Assignment →
Each line of the records below that holds "secret" should be copied out.

########

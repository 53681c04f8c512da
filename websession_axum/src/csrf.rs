use axum::{
    body::Body,
    extract::{FromRequestParts, Request, State},
    middleware::Next,
    response::{IntoResponse, Response},
};
use http::{HeaderMap, StatusCode, header::CONTENT_TYPE, header::HeaderValue, request::Parts};
use std::collections::HashMap;
use std::sync::Arc;

use websession::{CSRF_HEADER_NAME, CsrfGuard, CsrfRequest, Verdict};

use super::config::{CSRF_BODY_LIMIT, WEBSESSION_RESPOND_WITH_X_CSRF_TOKEN};
use super::error::IntoResponseError;
use super::session::SessionHandle;

/// A CSRF token for the current session, available as an Axum extractor.
///
/// After a successful check this is the replacement token; otherwise a new
/// token is issued from the session.
#[derive(Clone, Debug)]
pub struct CsrfToken(pub String);

impl CsrfToken {
    pub fn as_str(&self) -> &str {
        &self.0
    }
}

impl<S> FromRequestParts<S> for CsrfToken
where
    S: Send + Sync,
{
    type Rejection = (StatusCode, String);

    async fn from_request_parts(parts: &mut Parts, state: &S) -> Result<Self, Self::Rejection> {
        if let Some(token) = parts.extensions.get::<CsrfToken>() {
            return Ok(token.clone());
        }
        let handle = SessionHandle::from_request_parts(parts, state)
            .await
            .map_err(|(status, msg)| (status, msg.to_string()))?;
        let token = handle.lock().await.token().into_response_error()?;
        Ok(CsrfToken(token))
    }
}

/// A request whose body has been read and parsed for the guard.
struct BufferedRequest<'a> {
    parts: &'a Parts,
    fields: HashMap<String, String>,
}

impl CsrfRequest for BufferedRequest<'_> {
    fn method(&self) -> &str {
        self.parts.method.as_str()
    }

    fn path(&self) -> &str {
        self.parts.uri.path()
    }

    fn body_field(&self, name: &str) -> Option<&str> {
        self.fields.get(name).map(String::as_str)
    }

    fn header(&self, name: &str) -> Option<&str> {
        self.parts.headers.get(name).and_then(|v| v.to_str().ok())
    }
}

/// Top-level string fields of a form-urlencoded or JSON body.
fn parse_fields(headers: &HeaderMap, body: &[u8]) -> HashMap<String, String> {
    let content_type = headers
        .get(CONTENT_TYPE)
        .and_then(|v| v.to_str().ok())
        .unwrap_or_default();

    if content_type.starts_with("application/x-www-form-urlencoded") {
        url::form_urlencoded::parse(body).into_owned().collect()
    } else if content_type.starts_with("application/json") {
        match serde_json::from_slice::<serde_json::Map<String, serde_json::Value>>(body) {
            Ok(map) => map
                .into_iter()
                .filter_map(|(k, v)| v.as_str().map(|s| (k, s.to_string())))
                .collect(),
            Err(e) => {
                tracing::debug!("Request body is not a JSON object: {}", e);
                HashMap::new()
            }
        }
    } else {
        HashMap::new()
    }
}

fn add_csrf_header(mut response: Response, csrf_token: &str) -> Response {
    if !*WEBSESSION_RESPOND_WITH_X_CSRF_TOKEN {
        return response;
    }

    if let Ok(header_value) = HeaderValue::from_str(csrf_token) {
        response.headers_mut().insert(CSRF_HEADER_NAME, header_value);
    } else {
        tracing::error!("Failed to create CSRF header value from token");
    }
    response
}

/// Middleware enforcing CSRF tokens on state-changing requests.
///
/// Must run inside [`manage_session`](super::manage_session). The body is
/// buffered only when the request needs checking, then handed on unchanged.
pub async fn csrf_protect(
    State(guard): State<Arc<CsrfGuard>>,
    session: SessionHandle,
    req: Request,
    next: Next,
) -> Response {
    let (parts, body) = req.into_parts();

    let probe = BufferedRequest {
        parts: &parts,
        fields: HashMap::new(),
    };
    if !guard.applies_to(&probe) {
        return next.run(Request::from_parts(parts, body)).await;
    }

    let bytes = match axum::body::to_bytes(body, *CSRF_BODY_LIMIT).await {
        Ok(bytes) => bytes,
        Err(e) => {
            tracing::warn!("Failed to buffer request body: {}", e);
            return (StatusCode::PAYLOAD_TOO_LARGE, "Request body too large").into_response();
        }
    };

    let verdict = {
        let request = BufferedRequest {
            parts: &parts,
            fields: parse_fields(&parts.headers, &bytes),
        };
        let mut session = session.lock().await;
        guard.check(&mut session, &request)
    };

    match verdict.into_response_error() {
        Ok(Verdict::Bypassed) => next.run(Request::from_parts(parts, Body::from(bytes))).await,
        Ok(Verdict::Validated { token }) => {
            let mut req = Request::from_parts(parts, Body::from(bytes));
            req.extensions_mut().insert(CsrfToken(token.clone()));
            let response = next.run(req).await;
            add_csrf_header(response, &token)
        }
        Ok(Verdict::Rejected(rejection)) => (rejection.status, rejection.body).into_response(),
        Err(err) => {
            tracing::error!("CSRF check failed: {}", err.1);
            err.into_response()
        }
    }
}

#[cfg(test)]
mod tests {
    use super::*;
    use crate::protect;
    use axum::{Router, routing::get, routing::post};
    use http::header::{COOKIE, SET_COOKIE};
    use tower::ServiceExt;
    use websession::{
        CookieConfig, CsrfConfig, ExecutionMode, HandlerKind, HandlerOptions, SessionConfig,
        SessionManager,
    };

    async fn test_manager() -> SessionManager {
        let config = SessionConfig {
            cookie: CookieConfig {
                name: "SessionId".to_string(),
                secure: false,
                ..Default::default()
            },
            ..Default::default()
        };
        SessionManager::with_handler(config, HandlerKind::Memory, HandlerOptions::default())
            .await
            .unwrap()
    }

    async fn form(token: CsrfToken) -> String {
        token.0
    }

    async fn submit(token: CsrfToken) -> String {
        format!("accepted {}", token.as_str())
    }

    async fn webhook() -> &'static str {
        "hook"
    }

    async fn app(mode: ExecutionMode) -> Router {
        let guard = CsrfGuard::new(CsrfConfig::new(mode).exclude("^/api/webhook").unwrap());
        let router = Router::new()
            .route("/form", get(form))
            .route("/submit", post(submit))
            .route("/api/webhook/callback", post(webhook));
        protect(router, test_manager().await, guard)
    }

    async fn body_string(response: Response) -> String {
        let bytes = axum::body::to_bytes(response.into_body(), usize::MAX)
            .await
            .unwrap();
        String::from_utf8(bytes.to_vec()).unwrap()
    }

    /// Loads the form page and returns the session cookie and token.
    async fn fetch_form(app: &Router) -> (String, String) {
        let response = app
            .clone()
            .oneshot(http::Request::get("/form").body(Body::empty()).unwrap())
            .await
            .unwrap();
        let cookie = response
            .headers()
            .get(SET_COOKIE)
            .unwrap()
            .to_str()
            .unwrap()
            .split(';')
            .next()
            .unwrap()
            .to_string();
        (cookie, body_string(response).await)
    }

    fn form_post(cookie: &str, body: String) -> Request {
        http::Request::post("/submit")
            .header(COOKIE, cookie)
            .header(CONTENT_TYPE, "application/x-www-form-urlencoded")
            .body(Body::from(body))
            .unwrap()
    }

    #[tokio::test]
    async fn test_valid_form_token_accepted_once() {
        // Given a client that loaded the form
        let app = app(ExecutionMode::Production).await;
        let (cookie, token) = fetch_form(&app).await;

        // When it posts the token back
        let response = app
            .clone()
            .oneshot(form_post(&cookie, format!("name=alice&_token={token}")))
            .await
            .unwrap();

        // Then the handler runs with a replacement token
        assert_eq!(response.status(), StatusCode::OK);
        let fresh = body_string(response).await;
        assert!(fresh.starts_with("accepted "));
        assert_ne!(fresh.trim_start_matches("accepted "), token);

        // And replaying the consumed token is forbidden
        let response = app
            .oneshot(form_post(&cookie, format!("_token={token}")))
            .await
            .unwrap();
        assert_eq!(response.status(), StatusCode::FORBIDDEN);
    }

    #[tokio::test]
    async fn test_invalid_token_in_development_is_500() {
        let app = app(ExecutionMode::Development).await;
        let (cookie, _) = fetch_form(&app).await;

        let response = app
            .oneshot(form_post(&cookie, "_token=invalid_token".to_string()))
            .await
            .unwrap();

        assert_eq!(response.status(), StatusCode::INTERNAL_SERVER_ERROR);
        assert_eq!(body_string(response).await, "CSRF token is invalid or expired");
    }

    #[tokio::test]
    async fn test_header_token_with_empty_body() {
        let app = app(ExecutionMode::Production).await;
        let (cookie, token) = fetch_form(&app).await;

        let response = app
            .oneshot(
                http::Request::post("/submit")
                    .header(COOKIE, &cookie)
                    .header("x-csrf-token", &token)
                    .body(Body::empty())
                    .unwrap(),
            )
            .await
            .unwrap();

        assert_eq!(response.status(), StatusCode::OK);
    }

    #[tokio::test]
    async fn test_json_body_token() {
        let app = app(ExecutionMode::Production).await;
        let (cookie, token) = fetch_form(&app).await;

        let response = app
            .oneshot(
                http::Request::post("/submit")
                    .header(COOKIE, &cookie)
                    .header(CONTENT_TYPE, "application/json")
                    .body(Body::from(format!(r#"{{"_token":"{token}","n":1}}"#)))
                    .unwrap(),
            )
            .await
            .unwrap();

        assert_eq!(response.status(), StatusCode::OK);
    }

    #[tokio::test]
    async fn test_missing_token_forbidden_in_production() {
        let app = app(ExecutionMode::Production).await;

        let response = app
            .oneshot(form_post("SessionId=none", "name=alice".to_string()))
            .await
            .unwrap();

        assert_eq!(response.status(), StatusCode::FORBIDDEN);
    }

    #[tokio::test]
    async fn test_excluded_path_needs_no_token() {
        let app = app(ExecutionMode::Development).await;

        let response = app
            .oneshot(
                http::Request::post("/api/webhook/callback")
                    .body(Body::from("payload"))
                    .unwrap(),
            )
            .await
            .unwrap();

        assert_eq!(response.status(), StatusCode::OK);
        assert_eq!(body_string(response).await, "hook");
    }

    #[tokio::test]
    async fn test_csrf_layer_without_session_layer() {
        let guard = Arc::new(CsrfGuard::default());
        let app: Router = Router::new()
            .route("/submit", post(submit))
            .layer(axum::middleware::from_fn_with_state(guard, csrf_protect));

        let response = app
            .oneshot(http::Request::post("/submit").body(Body::empty()).unwrap())
            .await
            .unwrap();

        assert_eq!(response.status(), StatusCode::INTERNAL_SERVER_ERROR);
    }

    #[test]
    fn test_parse_fields() {
        let mut headers = HeaderMap::new();
        headers.insert(
            CONTENT_TYPE,
            HeaderValue::from_static("application/x-www-form-urlencoded; charset=UTF-8"),
        );
        let fields = parse_fields(&headers, b"_token=a%2Bb&name=alice");
        assert_eq!(fields.get("_token").map(String::as_str), Some("a+b"));
        assert_eq!(fields.get("name").map(String::as_str), Some("alice"));

        headers.insert(CONTENT_TYPE, HeaderValue::from_static("application/json"));
        let fields = parse_fields(&headers, br#"{"_token":"t","count":3}"#);
        assert_eq!(fields.get("_token").map(String::as_str), Some("t"));
        assert!(!fields.contains_key("count"));

        headers.insert(CONTENT_TYPE, HeaderValue::from_static("text/plain"));
        assert!(parse_fields(&headers, b"_token=t").is_empty());
    }
}
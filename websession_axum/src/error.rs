use http::StatusCode;
use websession::{CsrfError, SessionError};

/// Helper trait for converting errors to a standard response error format
pub trait IntoResponseError<T> {
    fn into_response_error(self) -> Result<T, (StatusCode, String)>;
}

impl<T> IntoResponseError<T> for Result<T, SessionError> {
    fn into_response_error(self) -> Result<T, (StatusCode, String)> {
        self.map_err(|e| {
            let status = match e {
                SessionError::NotStarted => StatusCode::BAD_REQUEST,
                SessionError::Serde(_) => StatusCode::BAD_REQUEST,
                _ => StatusCode::INTERNAL_SERVER_ERROR,
            };
            (status, e.to_string())
        })
    }
}

impl<T> IntoResponseError<T> for Result<T, CsrfError> {
    fn into_response_error(self) -> Result<T, (StatusCode, String)> {
        self.map_err(|e| (StatusCode::INTERNAL_SERVER_ERROR, e.to_string()))
    }
}

#[cfg(test)]
mod tests {
    use super::*;

    #[test]
    fn test_session_error_status() {
        let result: Result<(), SessionError> = Err(SessionError::NotStarted);
        let (status, message) = result.into_response_error().unwrap_err();
        assert_eq!(status, StatusCode::BAD_REQUEST);
        assert_eq!(message, "Session is not started");

        let result: Result<(), SessionError> = Err(SessionError::Storage("down".to_string()));
        let (status, _) = result.into_response_error().unwrap_err();
        assert_eq!(status, StatusCode::INTERNAL_SERVER_ERROR);
    }

    #[test]
    fn test_csrf_error_keeps_diagnostic() {
        let result: Result<(), CsrfError> = Err(CsrfError::TokenInvalid);
        let (status, message) = result.into_response_error().unwrap_err();
        assert_eq!(status, StatusCode::INTERNAL_SERVER_ERROR);
        assert_eq!(message, "CSRF token is invalid or expired");
    }

    #[test]
    fn test_ok_passes_through() {
        let result: Result<u8, SessionError> = Ok(7);
        assert_eq!(result.into_response_error().unwrap(), 7);
    }
}
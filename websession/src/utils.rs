use base64::{Engine as _, engine::general_purpose::URL_SAFE_NO_PAD};
use chrono::{DateTime, TimeDelta, Utc};
use ring::rand::SecureRandom;
use thiserror::Error;

/// Shortest identifier accepted from a client (16 random bytes, base64url).
const MIN_SESSION_ID_LEN: usize = 22;
const MAX_SESSION_ID_LEN: usize = 128;

/// Longest lifetime honoured for keys, tokens, cookies and stored blobs
/// (about a thousand years). Larger values are capped to it.
pub(crate) const MAX_LIFETIME_SECS: u64 = 1_000 * 365 * 24 * 60 * 60;

fn capped_delta(secs: u64) -> Option<TimeDelta> {
    i64::try_from(secs.min(MAX_LIFETIME_SECS))
        .ok()
        .and_then(TimeDelta::try_seconds)
}

/// The instant `secs` seconds after `now`, saturating instead of overflowing.
pub(crate) fn time_after(now: DateTime<Utc>, secs: u64) -> DateTime<Utc> {
    capped_delta(secs)
        .and_then(|delta| now.checked_add_signed(delta))
        .unwrap_or(DateTime::<Utc>::MAX_UTC)
}

/// The instant `secs` seconds before `now`, saturating instead of overflowing.
pub(crate) fn time_before(now: DateTime<Utc>, secs: u64) -> DateTime<Utc> {
    capped_delta(secs)
        .and_then(|delta| now.checked_sub_signed(delta))
        .unwrap_or(DateTime::<Utc>::MIN_UTC)
}

pub(crate) fn base64url_encode(input: Vec<u8>) -> String {
    URL_SAFE_NO_PAD.encode(input)
}

/// Generates `len` bytes from the system CSPRNG and returns them base64url encoded.
pub(crate) fn gen_random_string(len: usize) -> Result<String, UtilError> {
    let rng = ring::rand::SystemRandom::new();
    let mut buf = vec![0u8; len];
    rng.fill(&mut buf)
        .map_err(|_| UtilError::Crypto("Failed to generate random string".to_string()))?;
    Ok(base64url_encode(buf))
}

/// Checks that a client-supplied session identifier could have been issued by us.
///
/// Identifiers end up in file names and cache keys, so anything outside the
/// base64url alphabet is refused before it reaches a backend.
pub(crate) fn is_valid_session_id(id: &str) -> bool {
    (MIN_SESSION_ID_LEN..=MAX_SESSION_ID_LEN).contains(&id.len())
        && id
            .bytes()
            .all(|b| b.is_ascii_alphanumeric() || b == b'-' || b == b'_')
}

/// Shortened form of a secret for log lines.
pub(crate) fn redact(secret: &str) -> String {
    let prefix: String = secret.chars().take(6).collect();
    format!("{prefix}...")
}

pub(crate) fn env_flag(name: &str, default: bool) -> bool {
    std::env::var(name)
        .map(|val| val.to_lowercase() != "false")
        .unwrap_or(default)
}

#[derive(Debug, Error, Clone)]
pub enum UtilError {
    #[error("Crypto error: {0}")]
    Crypto(String),
}

#[cfg(test)]
mod tests {
    use super::*;
    use serial_test::serial;

    fn with_env_var<F: FnOnce()>(key: &str, value: Option<&str>, f: F) {
        let original = std::env::var(key).ok();
        unsafe {
            match value {
                Some(v) => std::env::set_var(key, v),
                None => std::env::remove_var(key),
            }
        }
        f();
        unsafe {
            match original {
                Some(v) => std::env::set_var(key, v),
                None => std::env::remove_var(key),
            }
        }
    }

    #[test]
    fn test_gen_random_string_length() {
        // 32 bytes of entropy encode to 43 base64url characters without padding
        let value = gen_random_string(32).unwrap();
        assert_eq!(value.len(), 43);
        assert!(is_valid_session_id(&value));
    }

    #[test]
    fn test_gen_random_string_unique() {
        let a = gen_random_string(32).unwrap();
        let b = gen_random_string(32).unwrap();
        assert_ne!(a, b);
    }

    #[test]
    fn test_is_valid_session_id_rejects_path_characters() {
        assert!(!is_valid_session_id("../../../../etc/passwd-aaaaaaaaaaaa"));
        assert!(!is_valid_session_id("abc def ghi jkl mno pqr stu"));
        assert!(!is_valid_session_id("short"));
        assert!(!is_valid_session_id(&"a".repeat(129)));
        assert!(is_valid_session_id("abcdefghijklmnopqrstuvwxyz_-0123"));
    }

    #[test]
    fn test_redact_keeps_prefix_only() {
        assert_eq!(redact("abcdefghijklmnop"), "abcdef...");
        assert_eq!(redact("abc"), "abc...");
    }

    #[test]
    #[serial]
    fn test_env_flag_parsing() {
        const VAR: &str = "WEBSESSION_TEST_FLAG";

        // Any value other than "false" (case-insensitive) is treated as true
        with_env_var(VAR, None, || {
            assert!(env_flag(VAR, true));
            assert!(!env_flag(VAR, false));
        });
        with_env_var(VAR, Some("FALSE"), || assert!(!env_flag(VAR, true)));
        with_env_var(VAR, Some("false"), || assert!(!env_flag(VAR, true)));
        with_env_var(VAR, Some("yes"), || assert!(env_flag(VAR, false)));
        with_env_var(VAR, Some("0"), || assert!(env_flag(VAR, false)));
    }

    #[test]
    fn test_time_after_is_capped() {
        let now = Utc::now();
        assert_eq!(time_after(now, 60), now + TimeDelta::seconds(60));

        let far = time_after(now, MAX_LIFETIME_SECS);
        assert!(far > now);
        assert_eq!(time_after(now, u64::MAX), far);
        assert_eq!(time_after(now, 1 << 62), far);
    }

    #[test]
    fn test_time_after_saturates_at_max() {
        let near_end = DateTime::<Utc>::MAX_UTC - TimeDelta::seconds(10);
        assert_eq!(time_after(near_end, 3600), DateTime::<Utc>::MAX_UTC);
    }

    #[test]
    fn test_time_before_never_panics() {
        let now = Utc::now();
        assert_eq!(time_before(now, 60), now - TimeDelta::seconds(60));
        assert!(time_before(now, u64::MAX) < now);

        let near_start = DateTime::<Utc>::MIN_UTC + TimeDelta::seconds(10);
        assert_eq!(time_before(near_start, 3600), DateTime::<Utc>::MIN_UTC);
    }
}
//! websession-axum - Axum integration for websession
//!
//! [`manage_session`] loads a session per request and writes it back with the
//! matching `Set-Cookie` header. [`csrf_protect`] checks CSRF tokens on
//! state-changing requests inside that layer. [`protect`] installs both.

mod config;
mod csrf;
mod error;
mod session;

use axum::{Router, middleware};
use std::sync::Arc;

pub use config::WEBSESSION_RESPOND_WITH_X_CSRF_TOKEN;
pub use csrf::{CsrfToken, csrf_protect};
pub use error::IntoResponseError;
pub use session::{SessionHandle, manage_session};

pub use websession::{
    CSRF_FORM_FIELD, CSRF_HEADER_NAME, CookieConfig, CsrfConfig, CsrfError, CsrfGuard,
    ExecutionMode, HandlerKind, HandlerOptions, SameSite, Session, SessionConfig, SessionError,
    SessionKey, SessionManager,
};

/// Adds the session layer to `router`.
pub fn with_sessions<S>(router: Router<S>, manager: SessionManager) -> Router<S>
where
    S: Clone + Send + Sync + 'static,
{
    router.layer(middleware::from_fn_with_state(manager, manage_session))
}

/// Adds the session layer and, inside it, the CSRF layer to `router`.
///
/// ```no_run
/// use axum::{Router, routing::post};
/// use websession_axum::{CsrfConfig, CsrfGuard, SessionConfig, SessionManager, protect};
///
/// # async fn build() -> Result<Router, Box<dyn std::error::Error>> {
/// let manager = SessionManager::from_env(SessionConfig::default()).await?;
/// let guard = CsrfGuard::new(CsrfConfig::from_env()?);
/// let app: Router = protect(Router::new().route("/submit", post(|| async { "ok" })), manager, guard);
/// # Ok(app)
/// # }
/// ```
pub fn protect<S>(router: Router<S>, manager: SessionManager, guard: CsrfGuard) -> Router<S>
where
    S: Clone + Send + Sync + 'static,
{
    let router = router.layer(middleware::from_fn_with_state(Arc::new(guard), csrf_protect));
    with_sessions(router, manager)
}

########

Reply to the exercise →
/// Shortened form of a secret for log lines.
pub(crate) fn redact(secret: &str) -> String {
    let prefix: String = secret.chars().take(6).collect();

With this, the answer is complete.